*** Opening Provided data ***
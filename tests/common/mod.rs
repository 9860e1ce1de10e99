//! Shared test support for the end-to-end scenario tests (SPEC_FULL.md §8).
//!
//! Integration tests only see the crate's public surface, so this is a
//! second, independent `Transport` double from the crate's own
//! `#[cfg(test)]`-only `ScriptedTransport` — it needs to be reachable from
//! outside the crate and to support flipping status code at runtime (for the
//! circuit-breaker recovery scenario).

use async_trait::async_trait;
use eventlogger::{Transport, TransportError, TransportRequest, TransportResponse};
use std::collections::HashMap;
use std::sync::atomic::{AtomicU16, AtomicU64, Ordering};
use std::sync::Mutex;
use std::time::Duration;

/// A `Transport` whose status code can be flipped live and which counts
/// calls per path, so tests can assert on how many times each endpoint was
/// hit without needing a real server.
pub struct DynamicTransport {
    status_code: AtomicU16,
    body: Mutex<Vec<u8>>,
    latency: Mutex<Duration>,
    calls: AtomicU64,
    calls_by_path: Mutex<HashMap<String, u64>>,
}

impl DynamicTransport {
    pub fn new(status_code: u16, body: impl Into<Vec<u8>>) -> Self {
        Self {
            status_code: AtomicU16::new(status_code),
            body: Mutex::new(body.into()),
            latency: Mutex::new(Duration::ZERO),
            calls: AtomicU64::new(0),
            calls_by_path: Mutex::new(HashMap::new()),
        }
    }

    pub fn with_latency(self, latency: Duration) -> Self {
        *self.latency.lock().unwrap() = latency;
        self
    }

    pub fn set_status(&self, status_code: u16) {
        self.status_code.store(status_code, Ordering::SeqCst);
    }

    pub fn set_body(&self, body: impl Into<Vec<u8>>) {
        *self.body.lock().unwrap() = body.into();
    }

    pub fn call_count(&self) -> u64 {
        self.calls.load(Ordering::SeqCst)
    }

    pub fn calls_to(&self, path_suffix: &str) -> u64 {
        self.calls_by_path
            .lock()
            .unwrap()
            .iter()
            .filter(|(path, _)| path.ends_with(path_suffix))
            .map(|(_, count)| *count)
            .sum()
    }
}

#[async_trait]
impl Transport for DynamicTransport {
    async fn send(&self, request: TransportRequest) -> Result<TransportResponse, TransportError> {
        let latency = *self.latency.lock().unwrap();
        if !latency.is_zero() {
            tokio::time::sleep(latency).await;
        }
        self.calls.fetch_add(1, Ordering::SeqCst);
        *self.calls_by_path.lock().unwrap().entry(request.uri).or_insert(0) += 1;
        Ok(TransportResponse {
            status_code: self.status_code.load(Ordering::SeqCst),
            body: self.body.lock().unwrap().clone(),
        })
    }
}

static DIR_COUNTER: AtomicU64 = AtomicU64::new(0);

/// A fresh, not-yet-created spillover directory path unique to this process
/// and test invocation.
pub fn unique_spillover_dir(label: &str) -> std::path::PathBuf {
    let n = DIR_COUNTER.fetch_add(1, Ordering::Relaxed);
    std::env::temp_dir().join(format!("eventlogger-e2e-{}-{}-{}", label, std::process::id(), n))
}

pub fn event(correlation_id: &str) -> eventlogger::Event {
    let mut fields = HashMap::new();
    fields.insert("correlation_id".to_string(), serde_json::json!(correlation_id));
    eventlogger::Event::new(fields)
}
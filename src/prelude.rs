//! Convenient re-exports for common eventlogger types.
pub use crate::{
    AsyncEventLogger, Backoff, CircuitBreakerConfig, CircuitBreakerPolicy, CircuitState, Clock,
    Event, EventLoggerConfig, EventLoggerError, Jitter, LossCallback, MetricsSnapshot,
    MonotonicClock, OAuthConfig, OAuthTokenProvider, QueuedEvent, ResilienceError,
    StaticTokenProvider, TokenProvider, Transport, TransportRequest, TransportResponse,
};
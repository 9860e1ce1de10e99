//! Append-only JSONL spillover store (§4.H).
//!
//! A single writer task drains an in-memory channel and appends one line per
//! event. Both the writer and the replay scheduler's rotation take the same
//! `tokio::sync::Mutex` — the "spillover lock" — so a rotate-and-rewrite never
//! races a concurrent append.

use crate::error::EventLoggerError;
use crate::event::QueuedEvent;
use crate::metrics::Metrics;
use crate::retry_scheduler::LossCallback;
use std::path::{Path, PathBuf};
use std::sync::atomic::{AtomicU64, Ordering};
use std::sync::Arc;
use std::time::Duration;
use tokio::fs::OpenOptions;
use tokio::io::AsyncWriteExt;
use tokio::sync::{mpsc, Mutex};
use tokio::task::JoinHandle;

pub struct SpilloverStore {
    active_path: PathBuf,
    replay_path: PathBuf,
    max_events: u64,
    max_bytes: u64,
    event_count: AtomicU64,
    byte_count: AtomicU64,
    lock: Arc<Mutex<()>>,
    queue_tx: std::sync::Mutex<Option<mpsc::Sender<QueuedEvent>>>,
    writer_handle: Mutex<Option<JoinHandle<()>>>,
}

impl SpilloverStore {
    pub async fn new(
        dir: impl AsRef<Path>,
        max_events: usize,
        max_bytes: u64,
        metrics: Arc<Metrics>,
        on_event_loss: LossCallback,
    ) -> Result<Arc<Self>, EventLoggerError> {
        tokio::fs::create_dir_all(&dir).await?;
        let active_path = dir.as_ref().join("spillover.jsonl");
        let replay_path = dir.as_ref().join("spillover.replay.jsonl");
        let (events, bytes) = Self::scan(&active_path).await?;

        let (queue_tx, queue_rx) = mpsc::channel(1024);
        let store = Arc::new(Self {
            active_path,
            replay_path,
            max_events: max_events as u64,
            max_bytes,
            event_count: AtomicU64::new(events),
            byte_count: AtomicU64::new(bytes),
            lock: Arc::new(Mutex::new(())),
            queue_tx: std::sync::Mutex::new(Some(queue_tx)),
            writer_handle: Mutex::new(None),
        });
        let handle = Arc::clone(&store).spawn_writer(queue_rx, metrics, on_event_loss);
        *store.writer_handle.lock().await = Some(handle);
        Ok(store)
    }

    async fn scan(path: &Path) -> Result<(u64, u64), EventLoggerError> {
        match tokio::fs::read(path).await {
            Ok(content) => {
                let events = content.iter().filter(|b| **b == b'\n').count() as u64;
                Ok((events, content.len() as u64))
            }
            Err(e) if e.kind() == std::io::ErrorKind::NotFound => Ok((0, 0)),
            Err(e) => Err(e.into()),
        }
    }

    pub fn event_count(&self) -> u64 {
        self.event_count.load(Ordering::Relaxed)
    }

    pub fn byte_count(&self) -> u64 {
        self.byte_count.load(Ordering::Relaxed)
    }

    pub fn active_path(&self) -> &Path {
        &self.active_path
    }

    pub fn replay_path(&self) -> &Path {
        &self.replay_path
    }

    /// Shared with the replay scheduler so rotation and writes never overlap.
    pub fn exclusion_lock(&self) -> Arc<Mutex<()>> {
        Arc::clone(&self.lock)
    }

    /// Non-blocking offer onto the writer's in-memory queue. Bound
    /// enforcement against `max_events`/`max_bytes` happens in the writer,
    /// where the true serialized size is known.
    pub fn offer(&self, queued: QueuedEvent) -> Result<(), EventLoggerError> {
        let guard = self.queue_tx.lock().expect("spillover queue_tx lock poisoned");
        match guard.as_ref() {
            Some(tx) => tx
                .try_send(queued)
                .map_err(|_| EventLoggerError::SpilloverExhausted("spillover_queue_full")),
            None => Err(EventLoggerError::SpilloverExhausted("spillover_queue_full")),
        }
    }

    fn spawn_writer(
        self: Arc<Self>,
        mut rx: mpsc::Receiver<QueuedEvent>,
        metrics: Arc<Metrics>,
        on_event_loss: LossCallback,
    ) -> JoinHandle<()> {
        tokio::spawn(async move {
            while let Some(queued) = rx.recv().await {
                self.write_one(queued, &metrics, &on_event_loss).await;
            }
        })
    }

    /// Stop accepting new offers and wait up to `grace` for the writer task
    /// to flush everything already buffered to disk (§4.J step 6). Dropping
    /// the sender half closes the channel, so the writer's `rx.recv()` loop
    /// finishes once it has drained whatever was already queued.
    pub async fn stop(&self, grace: Duration) {
        *self.queue_tx.lock().expect("spillover queue_tx lock poisoned") = None;
        if let Some(handle) = self.writer_handle.lock().await.take() {
            if tokio::time::timeout(grace, handle).await.is_err() {
                tracing::warn!("spillover writer did not finish flushing within the grace period");
            }
        }
    }

    async fn write_one(&self, queued: QueuedEvent, metrics: &Metrics, on_event_loss: &LossCallback) {
        let mut line = match serde_json::to_vec(&queued.event) {
            Ok(bytes) => bytes,
            Err(e) => {
                tracing::warn!(error = %e, "failed to serialize event for spillover");
                metrics.record_failed(1);
                return;
            }
        };
        line.push(b'\n');

        let _guard = self.lock.lock().await;
        let new_events = self.event_count.load(Ordering::Relaxed) + 1;
        let new_bytes = self.byte_count.load(Ordering::Relaxed) + line.len() as u64;

        if new_events > self.max_events {
            tracing::warn!(max = self.max_events, "spillover max_spillover_events exceeded");
            metrics.record_failed(1);
            on_event_loss(queued.event, "spillover_max_events");
            return;
        }
        if new_bytes > self.max_bytes {
            tracing::warn!(max = self.max_bytes, "spillover max_spillover_bytes exceeded");
            metrics.record_failed(1);
            on_event_loss(queued.event, "spillover_max_size");
            return;
        }

        match self.append(&line).await {
            Ok(()) => {
                self.event_count.store(new_events, Ordering::Relaxed);
                self.byte_count.store(new_bytes, Ordering::Relaxed);
                metrics.record_spilled(1);
            }
            Err(e) => {
                tracing::error!(error = %e, "spillover append failed");
                metrics.record_failed(1);
            }
        }
    }

    async fn append(&self, line: &[u8]) -> Result<(), EventLoggerError> {
        let mut file =
            OpenOptions::new().create(true).append(true).open(&self.active_path).await?;
        file.write_all(line).await?;
        file.flush().await?;
        Ok(())
    }

    /// Reset the in-memory counters to reflect an empty active file, used
    /// after the replay scheduler rotates it away (§4.I).
    pub(crate) fn reset_counters(&self) {
        self.event_count.store(0, Ordering::Relaxed);
        self.byte_count.store(0, Ordering::Relaxed);
    }

    pub(crate) fn add_counts(&self, events: u64, bytes: u64) {
        self.event_count.fetch_add(events, Ordering::Relaxed);
        self.byte_count.fetch_add(bytes, Ordering::Relaxed);
    }
}

#[cfg(test)]
mod tests {
    use super::*;
    use crate::event::Event;
    use std::collections::HashMap;
    use std::time::Duration;

    fn queued() -> QueuedEvent {
        QueuedEvent::new(Event::new(HashMap::new()))
    }

    fn noop_loss() -> LossCallback {
        Arc::new(|_event, _reason| {})
    }

    fn losses_recorder() -> (LossCallback, Arc<std::sync::Mutex<Vec<&'static str>>>) {
        let losses = Arc::new(std::sync::Mutex::new(Vec::new()));
        let clone = losses.clone();
        (Arc::new(move |_event, reason| clone.lock().unwrap().push(reason)), losses)
    }

    #[tokio::test]
    async fn offered_events_are_appended_and_counted() {
        let dir = tempdir();
        let store =
            SpilloverStore::new(&dir, 100, 1_000_000, Arc::new(Metrics::new()), noop_loss()).await.unwrap();

        store.offer(queued()).unwrap();
        store.offer(queued()).unwrap();

        tokio::time::sleep(Duration::from_millis(50)).await;
        assert_eq!(store.event_count(), 2);

        let content = tokio::fs::read_to_string(store.active_path()).await.unwrap();
        assert_eq!(content.lines().count(), 2);
    }

    #[tokio::test]
    async fn exceeding_max_events_drops_the_write_and_reports_loss() {
        let dir = tempdir();
        let (on_event_loss, losses) = losses_recorder();
        let store =
            SpilloverStore::new(&dir, 1, 1_000_000, Arc::new(Metrics::new()), on_event_loss).await.unwrap();

        store.offer(queued()).unwrap();
        store.offer(queued()).unwrap();
        tokio::time::sleep(Duration::from_millis(50)).await;

        assert_eq!(store.event_count(), 1, "second write exceeds max_spillover_events");
        assert_eq!(losses.lock().unwrap().as_slice(), ["spillover_max_events"]);
    }

    #[tokio::test]
    async fn exceeding_max_bytes_drops_the_write_and_reports_loss() {
        let dir = tempdir();
        let (on_event_loss, losses) = losses_recorder();
        let store = SpilloverStore::new(&dir, 100, 1, Arc::new(Metrics::new()), on_event_loss).await.unwrap();

        store.offer(queued()).unwrap();
        tokio::time::sleep(Duration::from_millis(50)).await;

        assert_eq!(store.event_count(), 0, "single-byte budget cannot hold even one record");
        assert_eq!(losses.lock().unwrap().as_slice(), ["spillover_max_size"]);
    }

    #[tokio::test]
    async fn restart_rescans_existing_file_into_counters() {
        let dir = tempdir();
        {
            let store = SpilloverStore::new(&dir, 100, 1_000_000, Arc::new(Metrics::new()), noop_loss())
                .await
                .unwrap();
            store.offer(queued()).unwrap();
            store.offer(queued()).unwrap();
            tokio::time::sleep(Duration::from_millis(50)).await;
        }

        let reopened =
            SpilloverStore::new(&dir, 100, 1_000_000, Arc::new(Metrics::new()), noop_loss()).await.unwrap();
        assert_eq!(reopened.event_count(), 2);
        assert!(reopened.byte_count() > 0);
    }

    #[tokio::test]
    async fn stop_flushes_buffered_events_then_rejects_further_offers() {
        let dir = tempdir();
        let store =
            SpilloverStore::new(&dir, 100, 1_000_000, Arc::new(Metrics::new()), noop_loss()).await.unwrap();
        store.offer(queued()).unwrap();

        store.stop(Duration::from_secs(1)).await;

        let content = tokio::fs::read_to_string(store.active_path()).await.unwrap();
        assert_eq!(content.lines().count(), 1, "buffered event flushed before writer exits");
        assert!(store.offer(queued()).is_err(), "offers after stop() are rejected");
    }

    fn tempdir() -> PathBuf {
        use std::sync::atomic::{AtomicU64, Ordering};
        static COUNTER: AtomicU64 = AtomicU64::new(0);
        let n = COUNTER.fetch_add(1, Ordering::Relaxed);
        std::env::temp_dir().join(format!("eventlogger-spillover-test-{}-{}", std::process::id(), n))
    }
}
//! Metrics snapshot (§3, §6): monotonic counters plus gauges.

use std::sync::atomic::{AtomicBool, AtomicU64, Ordering};

#[derive(Debug, Clone, Copy, PartialEq, Eq, Default)]
pub struct MetricsSnapshot {
    pub queued: u64,
    pub sent: u64,
    pub failed: u64,
    pub spilled: u64,
    pub replayed: u64,
    pub queue_depth: u64,
    pub circuit_open: bool,
}

/// Lock-free counters shared across sender/retry/spillover/replay workers.
#[derive(Default)]
pub struct Metrics {
    queued: AtomicU64,
    sent: AtomicU64,
    failed: AtomicU64,
    spilled: AtomicU64,
    replayed: AtomicU64,
    circuit_open: AtomicBool,
}

impl Metrics {
    pub fn new() -> Self {
        Self::default()
    }

    pub fn record_queued(&self, n: u64) {
        self.queued.fetch_add(n, Ordering::Relaxed);
    }

    pub fn record_sent(&self, n: u64) {
        self.sent.fetch_add(n, Ordering::Relaxed);
    }

    pub fn record_failed(&self, n: u64) {
        self.failed.fetch_add(n, Ordering::Relaxed);
    }

    pub fn record_spilled(&self, n: u64) {
        self.spilled.fetch_add(n, Ordering::Relaxed);
    }

    pub fn record_replayed(&self, n: u64) {
        self.replayed.fetch_add(n, Ordering::Relaxed);
    }

    pub fn set_circuit_open(&self, open: bool) {
        self.circuit_open.store(open, Ordering::Relaxed);
    }

    pub fn snapshot(&self, queue_depth: u64) -> MetricsSnapshot {
        MetricsSnapshot {
            queued: self.queued.load(Ordering::Relaxed),
            sent: self.sent.load(Ordering::Relaxed),
            failed: self.failed.load(Ordering::Relaxed),
            spilled: self.spilled.load(Ordering::Relaxed),
            replayed: self.replayed.load(Ordering::Relaxed),
            queue_depth,
            circuit_open: self.circuit_open.load(Ordering::Relaxed),
        }
    }
}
*** Closing Provided data ***
▶ **Exercise directions**:
From the records above, repeat exactly the lines from the one with "pub fn exclusion_lock(&self)" through the one with "pub fn offer(&self, queued: QueuedEvent)", both included.

▶ **Exercise solution**:
    pub fn exclusion_lock(&self) -> Arc<Mutex<()>> {
        Arc::clone(&self.lock)
    }

    /// Non-blocking offer onto the writer's in-memory queue. Bound
    /// enforcement against `max_events`/`max_bytes` happens in the writer,
    /// where the true serialized size is known.
    pub fn offer(&self, queued: QueuedEvent) -> Result<(), EventLoggerError> {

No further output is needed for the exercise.